▶ TASK OBJECTIVE
Once you reach the line containing "impl fmt::Debug for" in the data below, restate each line word for word up to and including the one containing "custom element-wise function.".

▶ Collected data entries
=-=-=

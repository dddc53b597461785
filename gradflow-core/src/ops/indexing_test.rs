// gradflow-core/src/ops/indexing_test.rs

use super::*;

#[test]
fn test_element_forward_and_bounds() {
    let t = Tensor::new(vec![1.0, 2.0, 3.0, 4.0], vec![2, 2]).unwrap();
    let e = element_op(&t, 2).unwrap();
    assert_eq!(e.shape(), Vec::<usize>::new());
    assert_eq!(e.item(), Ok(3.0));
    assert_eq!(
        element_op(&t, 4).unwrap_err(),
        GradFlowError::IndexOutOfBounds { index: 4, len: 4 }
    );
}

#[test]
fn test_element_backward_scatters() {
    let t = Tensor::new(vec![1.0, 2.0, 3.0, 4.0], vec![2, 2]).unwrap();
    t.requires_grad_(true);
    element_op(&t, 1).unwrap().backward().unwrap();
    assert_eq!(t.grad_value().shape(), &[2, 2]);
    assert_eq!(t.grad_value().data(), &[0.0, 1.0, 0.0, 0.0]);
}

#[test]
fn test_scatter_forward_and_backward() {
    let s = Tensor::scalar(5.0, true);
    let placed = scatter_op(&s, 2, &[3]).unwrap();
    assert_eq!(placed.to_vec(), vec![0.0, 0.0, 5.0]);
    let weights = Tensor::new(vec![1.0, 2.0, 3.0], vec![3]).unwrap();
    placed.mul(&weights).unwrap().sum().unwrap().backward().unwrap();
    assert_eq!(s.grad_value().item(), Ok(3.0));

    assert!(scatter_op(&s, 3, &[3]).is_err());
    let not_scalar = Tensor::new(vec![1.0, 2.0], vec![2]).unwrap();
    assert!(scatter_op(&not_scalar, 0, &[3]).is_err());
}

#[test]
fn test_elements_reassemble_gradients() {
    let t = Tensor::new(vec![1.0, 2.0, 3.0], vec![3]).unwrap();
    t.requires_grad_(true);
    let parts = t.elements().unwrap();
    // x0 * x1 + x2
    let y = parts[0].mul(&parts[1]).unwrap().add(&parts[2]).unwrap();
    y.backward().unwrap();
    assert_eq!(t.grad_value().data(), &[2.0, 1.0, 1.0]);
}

=-=-=

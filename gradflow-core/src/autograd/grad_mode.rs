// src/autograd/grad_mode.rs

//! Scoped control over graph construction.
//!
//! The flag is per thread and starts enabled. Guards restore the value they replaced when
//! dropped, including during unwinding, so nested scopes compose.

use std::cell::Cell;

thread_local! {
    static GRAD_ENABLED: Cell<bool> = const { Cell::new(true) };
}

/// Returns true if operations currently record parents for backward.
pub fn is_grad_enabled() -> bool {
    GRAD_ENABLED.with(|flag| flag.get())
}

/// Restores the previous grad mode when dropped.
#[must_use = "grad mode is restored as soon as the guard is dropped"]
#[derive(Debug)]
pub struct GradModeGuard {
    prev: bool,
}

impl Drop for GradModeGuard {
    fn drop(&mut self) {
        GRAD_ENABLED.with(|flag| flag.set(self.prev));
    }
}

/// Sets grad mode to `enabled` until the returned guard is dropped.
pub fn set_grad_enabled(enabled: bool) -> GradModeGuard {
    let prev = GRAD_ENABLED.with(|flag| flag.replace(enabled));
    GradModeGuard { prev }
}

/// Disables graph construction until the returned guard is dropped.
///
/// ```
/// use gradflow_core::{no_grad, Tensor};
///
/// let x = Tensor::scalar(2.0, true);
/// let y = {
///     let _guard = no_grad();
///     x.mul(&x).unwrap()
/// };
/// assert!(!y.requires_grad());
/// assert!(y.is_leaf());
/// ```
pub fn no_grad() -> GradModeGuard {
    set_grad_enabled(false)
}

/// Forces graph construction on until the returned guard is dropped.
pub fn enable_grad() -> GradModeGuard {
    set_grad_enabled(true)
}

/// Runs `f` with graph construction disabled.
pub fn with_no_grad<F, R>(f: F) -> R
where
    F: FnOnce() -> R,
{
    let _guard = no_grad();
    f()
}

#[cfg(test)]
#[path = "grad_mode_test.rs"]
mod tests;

=-=-=

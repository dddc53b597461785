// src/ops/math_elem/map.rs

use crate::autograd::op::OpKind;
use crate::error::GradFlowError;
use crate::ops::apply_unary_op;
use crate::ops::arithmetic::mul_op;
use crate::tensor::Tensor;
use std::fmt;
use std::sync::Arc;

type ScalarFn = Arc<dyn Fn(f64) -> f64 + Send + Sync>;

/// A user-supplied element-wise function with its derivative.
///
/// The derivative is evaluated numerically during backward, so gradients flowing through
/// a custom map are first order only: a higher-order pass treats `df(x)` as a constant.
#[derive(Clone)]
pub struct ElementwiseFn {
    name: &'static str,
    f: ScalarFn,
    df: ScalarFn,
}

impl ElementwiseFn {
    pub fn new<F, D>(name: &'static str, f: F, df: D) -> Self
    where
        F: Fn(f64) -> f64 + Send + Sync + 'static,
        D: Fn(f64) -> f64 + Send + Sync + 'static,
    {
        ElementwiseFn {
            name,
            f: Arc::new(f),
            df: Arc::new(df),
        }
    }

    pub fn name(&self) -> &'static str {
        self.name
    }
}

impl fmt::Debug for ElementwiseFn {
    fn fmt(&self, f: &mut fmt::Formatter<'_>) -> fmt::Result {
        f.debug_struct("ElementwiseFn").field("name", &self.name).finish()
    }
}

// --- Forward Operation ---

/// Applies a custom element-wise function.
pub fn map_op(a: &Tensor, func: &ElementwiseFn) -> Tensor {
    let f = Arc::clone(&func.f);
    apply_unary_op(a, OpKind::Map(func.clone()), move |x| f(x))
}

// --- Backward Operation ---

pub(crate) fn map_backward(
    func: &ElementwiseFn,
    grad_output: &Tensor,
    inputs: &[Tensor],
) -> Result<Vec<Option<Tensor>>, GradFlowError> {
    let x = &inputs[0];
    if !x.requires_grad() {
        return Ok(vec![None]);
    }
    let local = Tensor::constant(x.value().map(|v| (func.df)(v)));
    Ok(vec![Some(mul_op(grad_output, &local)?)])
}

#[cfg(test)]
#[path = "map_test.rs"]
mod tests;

=-=-=

▶ RESULT
impl fmt::Debug for ElementwiseFn {
    fn fmt(&self, f: &mut fmt::Formatter<'_>) -> fmt::Result {
        f.debug_struct("ElementwiseFn").field("name", &self.name).finish()
    }
}

// --- Forward Operation ---

/// Applies a custom element-wise function.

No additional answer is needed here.